1607-1814: Seven major frost fairs are held on the Thames, which is prone to freezing over during cold snaps, sometimes for two months at a time. This is London's 'Little Ice Age', a period of frigid winters; plus the Thames is wider and slower at the time — as well as the medieval London Bridge having piers that traps ice. The frosty bacchanals — hosting football matches, bowling, pubs and ice skating galore — go down in London lore as some of the most extraordinary parties the city has ever seen. During the final frost fair in 1814, an elephant is paraded on the ice to demonstrate just how thick it was (the ice, not the elephant).
December 1843: A Christmas Carol is published — littered with references to snow, snowball fights and an ice slide, which Bob Cratchit makes use of no less than 20 times in a row, the maniac. As a child, Dickens experienced a number of white Christmases — indeed, he might have witnessed the final frost fair in 1814 as a very young child. His festive novella goes a long way in cementing the idyll of a snow-dusted London over the festive season, even though this rarely happens in real life.
September 1907: A production called The Avalanche is staged at the Hippodrome, featuring an alpine set of 'glistening snow' and 'thick ribbed ice', down which skiers and tobogganists glide, before *spoiler alert* there's an avalanche. "It is not the language of exaggerated eulogy," eulogises the Morning Advertiser exaggeratedly, "to say that a more impressively awe-inspiring tableau has never been witnessed within the four walls of any theatre."

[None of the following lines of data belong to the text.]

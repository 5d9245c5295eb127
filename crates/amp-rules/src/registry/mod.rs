//! Rule-factory registry
//!
//! The built-in factory list lives in one place ([`builtin_factories`]); the
//! registry itself is an ordinary value the entry point builds and passes on.

mod builtins;
mod store;

pub use builtins::{BUILTIN_COUNT, builtin_factories};
pub use store::RuleFactoryRegistry;
//! Structural validation of resolved options

use crate::labels::LabelMap;
use crate::{Error, Result};

/// Structural validation of a resolved options record.
///
/// Covers presence checks only; cross-field secret consistency is enforced
/// during resolution by [`crate::consistency`].
pub trait Validate {
    fn validate(&self) -> Result<()>;
}

/// Presence checks for one options type.
pub(crate) struct Checker {
    options: &'static str,
}

impl Checker {
    pub(crate) fn new(options: &'static str) -> Self {
        Self { options }
    }

    fn fail(&self, field: &'static str, reason: &'static str) -> Error {
        Error::Validation {
            options: self.options,
            field,
            reason,
        }
    }

    pub(crate) fn required(&self, field: &'static str, value: &str) -> Result<()> {
        if value.is_empty() {
            return Err(self.fail(field, "is required"));
        }
        Ok(())
    }

    pub(crate) fn labels(&self, field: &'static str, labels: &LabelMap) -> Result<()> {
        if labels.is_empty() {
            return Err(self.fail(field, "must contain at least one label"));
        }
        Ok(())
    }

    pub(crate) fn replicas(&self, field: &'static str, replicas: i32) -> Result<()> {
        if replicas < 0 {
            return Err(self.fail(field, "must not be negative"));
        }
        Ok(())
    }
}
//! Format-agnostic document loading and saving

use crate::{Error, Result, io};
use serde::{Serialize, de::DeserializeOwned};
use std::path::Path;

/// Serialization format of a document on disk.
#[derive(Debug, Clone, Copy, PartialEq, Eq)]
pub enum Format {
    Toml,
    Json,
    Yaml,
}

impl Format {
    /// Detect the format from a path's extension.
    ///
    /// - `.toml` -> TOML
    /// - `.json` -> JSON
    /// - `.yaml`, `.yml` -> YAML
    pub fn from_path(path: &Path) -> Result<Self> {
        let extension = path
            .extension()
            .and_then(|e| e.to_str())
            .unwrap_or("")
            .to_lowercase();

        match extension.as_str() {
            "toml" => Ok(Format::Toml),
            "json" => Ok(Format::Json),
            "yaml" | "yml" => Ok(Format::Yaml),
            _ => Err(Error::UnsupportedFormat { extension }),
        }
    }

    fn label(self) -> &'static str {
        match self {
            Format::Toml => "TOML",
            Format::Json => "JSON",
            Format::Yaml => "YAML",
        }
    }
}

/// Format-agnostic document store.
///
/// Detects format from file extension and handles
/// serialization/deserialization transparently.
#[derive(Debug, Default, Clone, Copy)]
pub struct ConfigStore;

impl ConfigStore {
    pub fn new() -> Self {
        Self
    }

    /// Load a document from a file, detecting the format from its extension.
    pub fn load<T: DeserializeOwned>(&self, path: &Path) -> Result<T> {
        let format = Format::from_path(path)?;
        let content = io::read_text(path)?;
        tracing::debug!(path = %path.display(), format = format.label(), "Loading document");
        self.parse(path, format, &content)
    }

    /// Parse document content that was read from `path`.
    pub fn parse<T: DeserializeOwned>(&self, path: &Path, format: Format, content: &str) -> Result<T> {
        let parse_error = |message: String| Error::ConfigParse {
            path: path.to_path_buf(),
            format: format.label().into(),
            message,
        };

        match format {
            Format::Toml => toml::from_str(content).map_err(|e| parse_error(e.to_string())),
            Format::Json => serde_json::from_str(content).map_err(|e| parse_error(e.to_string())),
            Format::Yaml => serde_yaml::from_str(content).map_err(|e| parse_error(e.to_string())),
        }
    }

    /// Save a document to a file.
    ///
    /// Format is determined from file extension.
    /// Uses atomic write to prevent corruption.
    pub fn save<T: Serialize>(&self, path: &Path, value: &T) -> Result<()> {
        let content = self.render(path, value)?;
        io::write_atomic(path, content.as_bytes())
    }

    /// Save a document readable by its owner only.
    pub fn save_private<T: Serialize>(&self, path: &Path, value: &T) -> Result<()> {
        let content = self.render(path, value)?;
        io::write_atomic_private(path, content.as_bytes())
    }

    fn render<T: Serialize>(&self, path: &Path, value: &T) -> Result<String> {
        let format = Format::from_path(path)?;
        let serialize_error = |message: String| Error::ConfigSerialize {
            path: path.to_path_buf(),
            format: format.label().into(),
            message,
        };

        Ok(match format {
            Format::Toml => toml::to_string_pretty(value).map_err(|e| serialize_error(e.to_string()))?,
            Format::Json => {
                serde_json::to_string_pretty(value).map_err(|e| serialize_error(e.to_string()))?
            }
            Format::Yaml => serde_yaml::to_string(value).map_err(|e| serialize_error(e.to_string()))?,
        })
    }
}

March 1916: A snowball fight gets out of hand, when police constable Oliver Charles Cousins arrests a cab driver for refusing to desist from throwing snowballs in a 'dangerous' manner in Camden Town. A crowd then piles on the constable, pelting him with snowballs till he bleeds. There is however, a twist to the tale: onlookers say the constable himself had been partaking in a snowball fight with a group of women before the incident. "It was all over a game of snowballs," says the taxi driver accused of the policeman, "He lost his temper. He was in it."
December 1926: A Haymarket basement is filled with artificial snow and turned into the London Ski School. "The first thing discovered by those who really set out to become efficient ski-runners," says the Evening News, "is that many falls must be endured in the glittering soda-composition 'snow'". Some 63 years later, a toxic spoil heap in Beckton is turned into an artificial ski slope, visited by Princess Diana and champion skier Franz Klammer.

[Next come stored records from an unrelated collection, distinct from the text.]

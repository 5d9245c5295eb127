//! The per-subsystem factory seam

use crate::rule::RuleBundle;

/// Namespace token substituted into synthetic options.
///
/// Manifest writers replace it with the real namespace when they install a
/// bundle.
pub const NAMESPACE_PLACEHOLDER: &str = "__NAMESPACE__";

/// Placeholder for required options fields that rules never read.
pub(crate) const PLACEHOLDER: &str = "_";

/// Builds the alerting rules of one subsystem.
pub trait RuleFactory {
    /// Subsystem name, e.g. `zync`
    fn subsystem(&self) -> &'static str;

    /// Build the subsystem's rule bundle.
    ///
    /// # Panics
    ///
    /// If the factory's own synthetic options fail validation. That is a
    /// defect in the factory, not a runtime condition.
    fn rule_bundle(&self) -> RuleBundle;
}

/// Zero-argument factory constructor, as held by the registry.
pub type FactoryFn = fn() -> Box<dyn RuleFactory>;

Numerous occasions between 1945-1987: London sometimes becomes so arctic that the clock face on Big Ben freezes stiff — a phenomenon we've written more about here. Claims the Peterborough Evening Telegraph in 1987, "the clock now goes 'clunk' instead of dong!"
25 January 1947: Attempting to take off from Croydon Airport in the snow, a Spencer Airways Douglas C-47A Skytrain crashes into a stationary plane, killing 11 passengers and one crew member. Snow and frost on the wings are cited among the causes of the crash.

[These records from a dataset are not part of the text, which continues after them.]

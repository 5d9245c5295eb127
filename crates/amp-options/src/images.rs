//! Image references for every subsystem container
//!
//! Images come from the spec when overridden there and fall back to the
//! release-tagged defaults otherwise. The version parsed from an image's tag
//! seeds the `rht.comp_ver` metering label.

use amp_spec::ApiManager;
use regex::Regex;
use std::sync::LazyLock;

use crate::product::THREESCALE_RELEASE;
use crate::{Error, Result};

/// Reference grammar: `[host[:port]/]path[:tag][@digest]`.
pub static IMAGE_REFERENCE_PATTERN: LazyLock<Regex> = LazyLock::new(|| {
    Regex::new(
        r"^(?P<repository>(?:[a-zA-Z0-9.-]+(?::[0-9]+)?/)?[a-z0-9]+(?:[._-][a-z0-9]+)*(?:/[a-z0-9]+(?:[._-][a-z0-9]+)*)*)(?::(?P<tag>[\w][\w.-]{0,127}))?(?:@(?P<digest>[A-Za-z][A-Za-z0-9]*:[0-9a-fA-F]{32,}))?$",
    )
    .unwrap()
});

/// Version reported for images without a tag.
pub const UNTAGGED_VERSION: &str = "latest";

/// A parsed container image reference.
#[derive(Debug, Clone, PartialEq, Eq)]
pub struct ImageReference {
    pub repository: String,
    pub tag: Option<String>,
    pub digest: Option<String>,
}

impl ImageReference {
    pub fn parse(image: &str) -> Option<Self> {
        let captures = IMAGE_REFERENCE_PATTERN.captures(image)?;
        Some(Self {
            repository: captures["repository"].to_string(),
            tag: captures.name("tag").map(|m| m.as_str().to_string()),
            digest: captures.name("digest").map(|m| m.as_str().to_string()),
        })
    }

    /// The tag, or `latest` when the reference is untagged.
    pub fn version(&self) -> &str {
        self.tag.as_deref().unwrap_or(UNTAGGED_VERSION)
    }
}

pub fn default_apicast_image() -> String {
    format!("quay.io/3scale/apicast:{THREESCALE_RELEASE}")
}

pub fn default_zync_image() -> String {
    format!("quay.io/3scale/zync:{THREESCALE_RELEASE}")
}

pub fn default_zync_database_postgresql_image() -> String {
    "centos/postgresql-10-centos7".to_string()
}

/// Image references the zync subsystem deploys.
#[derive(Debug, Clone, PartialEq, Eq)]
pub struct ZyncImagesOptions {
    pub zync_image: ImageReference,
    pub zync_database_postgresql_image: ImageReference,
}

/// Resolves image references from a desired-state document.
///
/// Each subsystem parses only its own images, so a bad override for one
/// subsystem never fails another.
pub struct AmpImagesOptionsProvider<'a> {
    apimanager: &'a ApiManager,
}

impl<'a> AmpImagesOptionsProvider<'a> {
    pub fn new(apimanager: &'a ApiManager) -> Self {
        Self { apimanager }
    }

    pub fn get_apicast_image(&self) -> Result<ImageReference> {
        parse_image(
            "apicast",
            self.apimanager.spec.apicast.image.clone(),
            default_apicast_image,
        )
    }

    pub fn get_zync_images_options(&self) -> Result<ZyncImagesOptions> {
        let zync = &self.apimanager.spec.zync;
        Ok(ZyncImagesOptions {
            zync_image: parse_image("zync", zync.image.clone(), default_zync_image)?,
            zync_database_postgresql_image: parse_image(
                "zync-database",
                zync.postgresql_image.clone(),
                default_zync_database_postgresql_image,
            )?,
        })
    }
}

fn parse_image(
    component: &str,
    image: Option<String>,
    default: fn() -> String,
) -> Result<ImageReference> {
    let image = image.unwrap_or_else(default);
    ImageReference::parse(&image).ok_or_else(|| Error::InvalidImage {
        component: component.to_string(),
        image,
    })
}

#[cfg(test)]
mod tests {
    use super::*;
    use crate::ErrorKind;
    use rstest::rstest;

    #[rstest]
    #[case("quay.io/3scale/zync:2.11", "quay.io/3scale/zync", Some("2.11"))]
    #[case("centos/postgresql-10-centos7", "centos/postgresql-10-centos7", None)]
    #[case("localhost:5000/zync:nightly", "localhost:5000/zync", Some("nightly"))]
    #[case("zync", "zync", None)]
    fn test_parse_reference(
        #[case] image: &str,
        #[case] repository: &str,
        #[case] tag: Option<&str>,
    ) {
        let reference = ImageReference::parse(image).unwrap();
        assert_eq!(reference.repository, repository);
        assert_eq!(reference.tag.as_deref(), tag);
        assert_eq!(reference.version(), tag.unwrap_or("latest"));
    }

    #[test]
    fn test_parse_digest() {
        let digest = format!("sha256:{}", "a".repeat(64));
        let reference =
            ImageReference::parse(&format!("quay.io/3scale/apicast:2.11@{digest}")).unwrap();
        assert_eq!(reference.tag.as_deref(), Some("2.11"));
        assert_eq!(reference.digest.as_deref(), Some(digest.as_str()));
    }

    #[rstest]
    #[case("")]
    #[case("Quay Io/zync")]
    #[case("quay.io/3scale/zync:")]
    fn test_reject_malformed(#[case] image: &str) {
        assert!(ImageReference::parse(image).is_none());
    }

    #[test]
    fn test_defaults_are_release_tagged() {
        let apimanager = ApiManager::new("example", "ns");
        let provider = AmpImagesOptionsProvider::new(&apimanager);
        let zync = provider.get_zync_images_options().unwrap();
        let apicast = provider.get_apicast_image().unwrap();

        assert_eq!(zync.zync_image.version(), THREESCALE_RELEASE);
        assert_eq!(zync.zync_database_postgresql_image.version(), "latest");
        assert_eq!(apicast.version(), THREESCALE_RELEASE);
    }

    #[test]
    fn test_spec_override_and_invalid_image() {
        let mut apimanager = ApiManager::new("example", "ns");
        apimanager.spec.zync.image = Some("registry.example.com/zync:custom".into());
        let images = AmpImagesOptionsProvider::new(&apimanager)
            .get_zync_images_options()
            .unwrap();
        assert_eq!(images.zync_image.version(), "custom");

        apimanager.spec.apicast.image = Some("not a valid image".into());
        let err = AmpImagesOptionsProvider::new(&apimanager)
            .get_apicast_image()
            .unwrap_err();
        assert_eq!(err.kind(), ErrorKind::Image);
    }

    #[test]
    fn test_invalid_image_only_fails_its_own_subsystem() {
        let mut apimanager = ApiManager::new("example", "ns");
        apimanager.spec.apicast.image = Some("Registry.Example/APIcast:custom".into());
        let provider = AmpImagesOptionsProvider::new(&apimanager);
        assert!(provider.get_zync_images_options().is_ok());
        assert!(provider.get_apicast_image().is_err());

        let mut apimanager = ApiManager::new("example", "ns");
        apimanager.spec.zync.postgresql_image = Some("Not A Valid Image".into());
        let provider = AmpImagesOptionsProvider::new(&apimanager);
        assert!(provider.get_apicast_image().is_ok());
        assert_eq!(
            provider.get_zync_images_options().unwrap_err().kind(),
            ErrorKind::Image
        );
    }
}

November 1955: Regent Street unveils London's first public Christmas lights in 1954, but the following year sees the city's first ever cross-street decorations — also on Regent Street. They're themed on a snowstorm, featuring glimmering snowflakes, illuminated by recycled aircraft landing lights.
1958: London Zoo's head keeper is given a helping hand trunk clearing the snow, by Rusty the elephant — a moment documented in Hoxton Mini Press' wonderful 2021 book London in the Snow. Needless to say, you can't use elephants to clear snow these days.
1962-3: From mid-December 1962 to early March 1963, Britain suffers some of its coldest temperatures in 200 years, thanks to the 'Big Freeze'. In London, the Trafalgar Square fountains freeze over and a milkman in Earl's Court is photographed making his round on skis.
December 1997: The Snowman stage show is first performed at the Peacock Theatre in Holborn, having debuted a few years earlier in Birmingham. It's based on the classic tale by Wimbledon's Raymond Briggs, originally published in 1978. To this day, The Snowman is performed at the Peacock Theatre every Christmas.
25 December 1999: London's last white Christmas to date. This is no snowstorm, but a mere sprinkling of snowflakes above the London Weather Centre. Still, that's enough for those who've had a flutter on the 50-1 odds to make a killing. Says William Hill spokesman Graham Sharpe: "Earlier this week forecasters told me snow was as likely as aliens landing on the Millennium Dome. That's the last time I listen to them."
2008 and 2009: In 2008, London experiences its first flurry of October snow since 1934. In 2009, things get serious; the heaviest snowfall in 18 years paralyses bus, Tube and train routes. The freezing temperatures even cause Eurostar trains loaded with passengers to get stuck in the Channel Tunnel overnight.
2013: A huge inflatable PVC snow globe is built around Eros in Piccadilly Circus, for the festive season. It's not just there for festive magic, but to protect the statue from pissed-up vandals.